[Records drawn from a dataset]
● ● ● ● ● ● ●
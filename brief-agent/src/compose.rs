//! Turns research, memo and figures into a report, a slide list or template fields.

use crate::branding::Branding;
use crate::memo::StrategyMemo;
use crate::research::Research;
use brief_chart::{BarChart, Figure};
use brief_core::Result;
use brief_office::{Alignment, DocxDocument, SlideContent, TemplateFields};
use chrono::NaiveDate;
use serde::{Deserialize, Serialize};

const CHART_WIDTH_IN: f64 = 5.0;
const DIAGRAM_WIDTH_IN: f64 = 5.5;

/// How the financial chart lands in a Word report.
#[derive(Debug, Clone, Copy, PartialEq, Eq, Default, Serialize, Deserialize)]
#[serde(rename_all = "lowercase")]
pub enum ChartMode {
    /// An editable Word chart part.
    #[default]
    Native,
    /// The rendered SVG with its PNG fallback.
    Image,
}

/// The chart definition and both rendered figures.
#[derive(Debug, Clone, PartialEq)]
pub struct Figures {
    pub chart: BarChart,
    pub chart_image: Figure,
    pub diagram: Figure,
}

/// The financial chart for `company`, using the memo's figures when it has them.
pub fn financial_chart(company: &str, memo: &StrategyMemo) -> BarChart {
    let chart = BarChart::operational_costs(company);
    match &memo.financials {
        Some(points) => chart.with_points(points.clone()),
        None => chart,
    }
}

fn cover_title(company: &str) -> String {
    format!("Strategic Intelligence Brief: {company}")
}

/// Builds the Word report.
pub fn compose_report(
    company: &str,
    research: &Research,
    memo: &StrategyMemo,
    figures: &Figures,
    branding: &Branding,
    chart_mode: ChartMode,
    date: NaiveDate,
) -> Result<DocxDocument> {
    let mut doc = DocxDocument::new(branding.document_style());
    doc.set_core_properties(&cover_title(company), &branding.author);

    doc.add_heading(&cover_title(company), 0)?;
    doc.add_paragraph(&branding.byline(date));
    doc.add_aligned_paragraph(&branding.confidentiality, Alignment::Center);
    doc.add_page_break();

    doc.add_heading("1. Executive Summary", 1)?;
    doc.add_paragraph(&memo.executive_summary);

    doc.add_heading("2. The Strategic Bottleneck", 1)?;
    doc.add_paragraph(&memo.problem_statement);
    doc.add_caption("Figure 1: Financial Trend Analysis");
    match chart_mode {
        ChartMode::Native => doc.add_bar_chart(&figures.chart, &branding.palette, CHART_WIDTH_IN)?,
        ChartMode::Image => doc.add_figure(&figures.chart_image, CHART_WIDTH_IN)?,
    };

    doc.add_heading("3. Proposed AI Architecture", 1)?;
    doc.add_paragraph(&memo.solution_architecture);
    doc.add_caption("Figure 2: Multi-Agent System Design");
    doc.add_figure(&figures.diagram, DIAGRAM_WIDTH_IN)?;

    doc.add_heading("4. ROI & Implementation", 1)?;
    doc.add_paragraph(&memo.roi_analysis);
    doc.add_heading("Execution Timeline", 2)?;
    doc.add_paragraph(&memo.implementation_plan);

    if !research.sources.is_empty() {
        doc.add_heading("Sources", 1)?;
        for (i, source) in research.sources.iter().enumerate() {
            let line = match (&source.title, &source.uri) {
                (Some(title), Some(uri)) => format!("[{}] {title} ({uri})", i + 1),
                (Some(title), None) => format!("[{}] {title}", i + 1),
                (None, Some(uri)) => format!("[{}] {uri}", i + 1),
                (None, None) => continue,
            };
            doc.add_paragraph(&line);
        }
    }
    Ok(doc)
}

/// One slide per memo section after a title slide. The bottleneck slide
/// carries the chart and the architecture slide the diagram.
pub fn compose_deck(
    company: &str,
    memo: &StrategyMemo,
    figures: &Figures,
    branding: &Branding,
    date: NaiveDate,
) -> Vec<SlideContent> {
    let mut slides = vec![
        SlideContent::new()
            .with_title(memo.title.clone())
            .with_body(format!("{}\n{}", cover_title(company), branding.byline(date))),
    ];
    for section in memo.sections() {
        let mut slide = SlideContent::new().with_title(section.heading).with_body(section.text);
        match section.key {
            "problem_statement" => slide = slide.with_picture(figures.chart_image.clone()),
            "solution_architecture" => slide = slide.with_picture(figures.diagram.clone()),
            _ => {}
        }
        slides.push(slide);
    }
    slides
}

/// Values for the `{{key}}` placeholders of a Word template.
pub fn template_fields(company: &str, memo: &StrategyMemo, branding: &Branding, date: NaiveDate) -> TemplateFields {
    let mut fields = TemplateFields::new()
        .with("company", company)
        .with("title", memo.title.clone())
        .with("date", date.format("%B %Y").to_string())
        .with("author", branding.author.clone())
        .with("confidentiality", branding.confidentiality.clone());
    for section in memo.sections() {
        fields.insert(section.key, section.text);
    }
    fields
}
● ● ● ● ● ● ●
When the entries above are retyped, each line must stay exactly as it is.

§ **Response below**:
filename brief-agent/src/compose.rs
//! Turns research, memo and figures into a report, a slide list or template fields.

use crate::branding::Branding;
use crate::memo::StrategyMemo;
use crate::research::Research;
use brief_chart::{BarChart, Figure};
use brief_core::Result;
use brief_office::{Alignment, DocxDocument, SlideContent, TemplateFields};
use chrono::NaiveDate;
use serde::{Deserialize, Serialize};

const CHART_WIDTH_IN: f64 = 5.0;
const DIAGRAM_WIDTH_IN: f64 = 5.5;

/// How the financial chart lands in a Word report.
#[derive(Debug, Clone, Copy, PartialEq, Eq, Default, Serialize, Deserialize)]
#[serde(rename_all = "lowercase")]
pub enum ChartMode {
    /// An editable Word chart part.
    #[default]
    Native,
    /// The rendered SVG with its PNG fallback.
    Image,
}

/// The chart definition and both rendered figures.
#[derive(Debug, Clone, PartialEq)]
pub struct Figures {
    pub chart: BarChart,
    pub chart_image: Figure,
    pub diagram: Figure,
}

/// The financial chart for `company`, using the memo's figures when it has them.
pub fn financial_chart(company: &str, memo: &StrategyMemo) -> BarChart {
    let chart = BarChart::operational_costs(company);
    match &memo.financials {
        Some(points) => chart.with_points(points.clone()),
        None => chart,
    }
}

fn cover_title(company: &str) -> String {
    format!("Strategic Intelligence Brief: {company}")
}

/// Builds the Word report.
pub fn compose_report(
    company: &str,
    research: &Research,
    memo: &StrategyMemo,
    figures: &Figures,
    branding: &Branding,
    chart_mode: ChartMode,
    date: NaiveDate,
) -> Result<DocxDocument> {
    let mut doc = DocxDocument::new(branding.document_style());
    doc.set_core_properties(&cover_title(company), &branding.author);

    doc.add_heading(&cover_title(company), 0)?;
    doc.add_paragraph(&branding.byline(date));
    doc.add_aligned_paragraph(&branding.confidentiality, Alignment::Center);
    doc.add_page_break();

    doc.add_heading("1. Executive Summary", 1)?;
    doc.add_paragraph(&memo.executive_summary);

    doc.add_heading("2. The Strategic Bottleneck", 1)?;
    doc.add_paragraph(&memo.problem_statement);
    doc.add_caption("Figure 1: Financial Trend Analysis");
    match chart_mode {
        ChartMode::Native => doc.add_bar_chart(&figures.chart, &branding.palette, CHART_WIDTH_IN)?,
        ChartMode::Image => doc.add_figure(&figures.chart_image, CHART_WIDTH_IN)?,
    };

    doc.add_heading("3. Proposed AI Architecture", 1)?;
    doc.add_paragraph(&memo.solution_architecture);
    doc.add_caption("Figure 2: Multi-Agent System Design");
    doc.add_figure(&figures.diagram, DIAGRAM_WIDTH_IN)?;

    doc.add_heading("4. ROI & Implementation", 1)?;
    doc.add_paragraph(&memo.roi_analysis);
    doc.add_heading("Execution Timeline", 2)?;
    doc.add_paragraph(&memo.implementation_plan);

    if !research.sources.is_empty() {
        doc.add_heading("Sources", 1)?;
        for (i, source) in research.sources.iter().enumerate() {
            let line = match (&source.title, &source.uri) {
                (Some(title), Some(uri)) => format!("[{}] {title} ({uri})", i + 1),
                (Some(title), None) => format!("[{}] {title}", i + 1),
                (None, Some(uri)) => format!("[{}] {uri}", i + 1),
                (None, None) => continue,
            };
            doc.add_paragraph(&line);
        }
    }
    Ok(doc)
}

/// One slide per memo section after a title slide. The bottleneck slide
/// carries the chart and the architecture slide the diagram.
pub fn compose_deck(
    company: &str,
    memo: &StrategyMemo,
    figures: &Figures,
    branding: &Branding,
    date: NaiveDate,
) -> Vec<SlideContent> {
    let mut slides = vec![
        SlideContent::new()
            .with_title(memo.title.clone())
            .with_body(format!("{}\n{}", cover_title(company), branding.byline(date))),
    ];
    for section in memo.sections() {
        let mut slide = SlideContent::new().with_title(section.heading).with_body(section.text);
        match section.key {
            "problem_statement" => slide = slide.with_picture(figures.chart_image.clone()),
            "solution_architecture" => slide = slide.with_picture(figures.diagram.clone()),
            _ => {}
        }
        slides.push(slide);
    }
    slides
}

/// Values for the `{{key}}` placeholders of a Word template.
pub fn template_fields(company: &str, memo: &StrategyMemo, branding: &Branding, date: NaiveDate) -> TemplateFields {
    let mut fields = TemplateFields::new()
        .with("company", company)
        .with("title", memo.title.clone())
        .with("date", date.format("%B %Y").to_string())
        .with("author", branding.author.clone())
        .with("confidentiality", branding.confidentiality.clone());
    for section in memo.sections() {
        fields.insert(section.key, section.text);
    }
    fields
}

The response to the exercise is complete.